Раcкочегарив очаг, Лаошуань сунул в огонь изумрудно-зеленый сверток и красно-белый поломанный фонарь. Когда улеглись языки красно-черного пламени, чайная наполнилась удивительным ароматом.
– Как пахнет! Что за печенье вы тут едите? – это пришел горбун Пятый господин. Он целые дни проводил в чайной, приходил раньше всех, уходил последним, а в этот раз пристроился за столиком в углу и приступил к расспросам, но на него никто не обращал внимания. – Поджарили рисовую кашу?
Ему по-прежнему никто не отвечал. Лаошуань торопливо выбежал с кухни и заварил ему чай.
– Сяошуань, зайди сюда! – позвала матушка Хуа сына во внутреннюю комнату, где посередине стояла скамья, на которую и уселся Сяошуань. Мать поднесла ему блюдце с чем-то черным и круглым и ласково велела:
– Скушай, и болезнь отступит.
Сяошуань взял пальцами черный кругляш, с невыразимым удивлением осмотрел его, словно в руках находилась собственная жизнь. Затем он очень осторожно разломил поданное, из-под запеченной корочки вырвался пар, а когда он развеялся, перед ним предстали две половины пампушки из белой муки. Прошло немного времени, и вот вся пампушка переместилась к нему в желудок, даже вкус ее был позабыт, перед ним осталось лишь пустое блюдце. Рядом с одной стороны стоял отец, а с другой – мать, их взгляды, казалось, хотели что-то вложить и что-то извлечь из его тела. У юноши невольно подпрыгнуло сердце, и, схватившись за грудь, он снова зашелся в кашле.
– Сходи поспи, и тебе полегчает.
Послушавшись матери, Сяошуань, покашливая, уснул. Дождавшись, когда его дыхание станет ровным и спокойным, матушка Хуа осторожно укрыла сына легким залатанным одеялом.

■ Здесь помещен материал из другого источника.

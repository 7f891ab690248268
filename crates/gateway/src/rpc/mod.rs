//! The JSON-RPC surface: typed method registry, declarative parameter
//! validation, and the error taxonomy mapping.
//!
//! Every method is registered by name with its required top-level
//! parameters; validation runs before dispatch, so handlers see
//! well-formed input or nothing. Unknown method → `NOT_FOUND`, missing
//! parameter → `INVALID_PARAMS` — only validation and not-found surface
//! directly at this boundary, everything else arrives via events.

pub mod methods;

use std::collections::HashMap;
use std::sync::Arc;

use futures_util::future::BoxFuture;
use serde::{Deserialize, Serialize};
use serde_json::Value;

use sb_domain::error::{Error, ErrorCode};

use crate::state::AppState;
use crate::ws::ClientConnection;

// ━━━━━━━━━━━━━━━━━━━━━━━━━━━━━━━━━━━━━━━━━━━━━━━━━━━━━━━━━━━━━━━━━━
// Wire frames
// ━━━━━━━━━━━━━━━━━━━━━━━━━━━━━━━━━━━━━━━━━━━━━━━━━━━━━━━━━━━━━━━━━━

#[derive(Debug, Clone, Deserialize)]
pub struct RpcRequest {
    pub id: Value,
    pub method: String,
    #[serde(default)]
    pub params: Value,
}

#[derive(Debug, Clone, Serialize)]
pub struct RpcResponse {
    pub id: Value,
    pub success: bool,
    #[serde(skip_serializing_if = "Option::is_none")]
    pub result: Option<Value>,
    #[serde(skip_serializing_if = "Option::is_none")]
    pub error: Option<RpcErrorBody>,
}

#[derive(Debug, Clone, Serialize)]
pub struct RpcErrorBody {
    pub code: ErrorCode,
    pub message: String,
    #[serde(skip_serializing_if = "Option::is_none")]
    pub details: Option<Value>,
}

impl RpcResponse {
    pub fn ok(id: Value, result: Value) -> Self {
        Self {
            id,
            success: true,
            result: Some(result),
            error: None,
        }
    }

    pub fn fail(id: Value, error: RpcError) -> Self {
        Self {
            id,
            success: false,
            result: None,
            error: Some(RpcErrorBody {
                code: error.code,
                message: error.message,
                details: error.details,
            }),
        }
    }
}

// ━━━━━━━━━━━━━━━━━━━━━━━━━━━━━━━━━━━━━━━━━━━━━━━━━━━━━━━━━━━━━━━━━━
// Errors
// ━━━━━━━━━━━━━━━━━━━━━━━━━━━━━━━━━━━━━━━━━━━━━━━━━━━━━━━━━━━━━━━━━━

#[derive(Debug, Clone)]
pub struct RpcError {
    pub code: ErrorCode,
    pub message: String,
    pub details: Option<Value>,
}

impl RpcError {
    pub fn new(code: ErrorCode, message: impl Into<String>) -> Self {
        Self {
            code,
            message: message.into(),
            details: None,
        }
    }

    pub fn invalid_params(message: impl Into<String>) -> Self {
        Self::new(ErrorCode::InvalidParams, message)
    }

    pub fn not_found(message: impl Into<String>) -> Self {
        Self::new(ErrorCode::NotFound, message)
    }

    pub fn not_available(message: impl Into<String>) -> Self {
        Self::new(ErrorCode::NotAvailable, message)
    }
}

impl From<Error> for RpcError {
    fn from(error: Error) -> Self {
        Self::new(error.code(), error.to_string())
    }
}

impl From<sb_events::StoreError> for RpcError {
    fn from(error: sb_events::StoreError) -> Self {
        RpcError::from(Error::from(error))
    }
}

// ━━━━━━━━━━━━━━━━━━━━━━━━━━━━━━━━━━━━━━━━━━━━━━━━━━━━━━━━━━━━━━━━━━
// Registry
// ━━━━━━━━━━━━━━━━━━━━━━━━━━━━━━━━━━━━━━━━━━━━━━━━━━━━━━━━━━━━━━━━━━

/// Per-request context handed to handlers.
#[derive(Clone)]
pub struct RequestContext {
    pub state: AppState,
    pub client: Arc<ClientConnection>,
}

pub type MethodResult = Result<Value, RpcError>;
pub type Handler =
    Arc<dyn Fn(RequestContext, Value) -> BoxFuture<'static, MethodResult> + Send + Sync>;

struct Method {
    required: &'static [&'static str],
    handler: Handler,
}

#[derive(Default)]
pub struct MethodRegistry {
    methods: HashMap<&'static str, Method>,
}

impl MethodRegistry {
    /// Build the full registry (every namespace from the protocol).
    pub fn build() -> Self {
        let mut registry = Self::default();
        methods::register_all(&mut registry);
        registry
    }

    pub fn register<F, Fut>(
        &mut self,
        name: &'static str,
        required: &'static [&'static str],
        handler: F,
    ) where
        F: Fn(RequestContext, Value) -> Fut + Send + Sync + 'static,
        Fut: std::future::Future<Output = MethodResult> + Send + 'static,
    {
        let previous = self.methods.insert(
            name,
            Method {
                required,
                handler: Arc::new(move |ctx, params| Box::pin(handler(ctx, params))),
            },
        );
        debug_assert!(previous.is_none(), "duplicate method registration: {name}");
    }

    pub fn method_names(&self) -> Vec<&'static str> {
        let mut names: Vec<_> = self.methods.keys().copied().collect();
        names.sort_unstable();
        names
    }

    /// Validate declaratively, then dispatch.
    pub async fn dispatch(&self, ctx: RequestContext, request: RpcRequest) -> RpcResponse {
        let Some(method) = self.methods.get(request.method.as_str()) else {
            return RpcResponse::fail(
                request.id,
                RpcError::not_found(format!("unknown method '{}'", request.method)),
            );
        };

        for key in method.required {
            let present = request
                .params
                .get(key)
                .map(|v| !v.is_null())
                .unwrap_or(false);
            if !present {
                return RpcResponse::fail(
                    request.id,
                    RpcError::invalid_params(format!(
                        "method '{}' requires parameter '{key}'",
                        request.method
                    )),
                );
            }
        }

        let span = tracing::debug_span!("rpc", method = %request.method);
        let _guard = span.enter();
        match (method.handler)(ctx, request.params).await {
            Ok(result) => RpcResponse::ok(request.id, result),
            Err(error) => {
                tracing::debug!(
                    method = %request.method,
                    code = error.code.as_str(),
                    message = %error.message,
                    "rpc error"
                );
                RpcResponse::fail(request.id, error)
            }
        }
    }
}

// ── Param extraction helpers ───────────────────────────────────────

pub fn str_param(params: &Value, key: &str) -> Result<String, RpcError> {
    params
        .get(key)
        .and_then(Value::as_str)
        .map(str::to_owned)
        .ok_or_else(|| RpcError::invalid_params(format!("'{key}' must be a string")))
}

pub fn opt_str_param(params: &Value, key: &str) -> Option<String> {
    params.get(key).and_then(Value::as_str).map(str::to_owned)
}

pub fn opt_u64_param(params: &Value, key: &str) -> Option<u64> {
    params.get(key).and_then(Value::as_u64)
}

pub fn opt_bool_param(params: &Value, key: &str) -> Option<bool> {
    params.get(key).and_then(Value::as_bool)
}

#[cfg(test)]
mod tests {
    use super::*;

    #[test]
    fn param_helpers() {
        let params = serde_json::json!({"a": "x", "n": 7, "b": true});
        assert_eq!(str_param(&params, "a").unwrap(), "x");
        assert!(str_param(&params, "n").is_err());
        assert_eq!(opt_u64_param(&params, "n"), Some(7));
        assert_eq!(opt_bool_param(&params, "b"), Some(true));
        assert_eq!(opt_str_param(&params, "missing"), None);
    }

    #[test]
    fn response_shapes() {
        let ok = RpcResponse::ok(serde_json::json!(1), serde_json::json!({"x": 1}));
        let json = serde_json::to_value(&ok).unwrap();
        assert_eq!(json["success"], true);
        assert!(json.get("error").is_none());

        let fail = RpcResponse::fail(
            serde_json::json!(2),
            RpcError::not_found("missing thing"),
        );
        let json = serde_json::to_value(&fail).unwrap();
        assert_eq!(json["success"], false);
        assert_eq!(json["error"]["code"], "NOT_FOUND");
    }
}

В чайную набилось много посетителей, у Лаошуаня прибавилось работы, с большим медным чайником в руке он сновал между столами, заваривая чай. Под глазами у него залегли черные круги.
– Лаошуань, тебе нездоровится? Не заболел ли? – спросил гость с поседевшей бородой. – Нет? Я хотел пошутить, в общем-то и не похоже… – Тут же отступил от своих слов седобородый.
– Просто Лаошуань нагружен работой. Вот если бы его сын… – Не успел горбун Пятый господин договорить, как в зал ворвался свирепого вида здоровяк, на плечи его был накинут черный расстегнутый халат, небрежно перетянутый широким черным ремнем. Едва переступив порог, он тут же крикнул Лаошуаню:
– Съел? Пошел на поправку? Лаошуань, тебе повезло! Тебе повезло, кабы я не сообщил…
Лаошуань в одной руке держал чайник, а другую почтительно опустил и с улыбкой слушал. Все посетители тоже с почтением внимали. Матушка Хуа с почерневшими от переживаний глазами с улыбкой вынесла чашку и чай, добавила оливку, а ее муж залил кипяток.
29
Неполная надпись на арке намекает, что героя рассказа казнили там же, где и известную китайскую поэтессу и революционерку Цю Цзинь (1875–1907).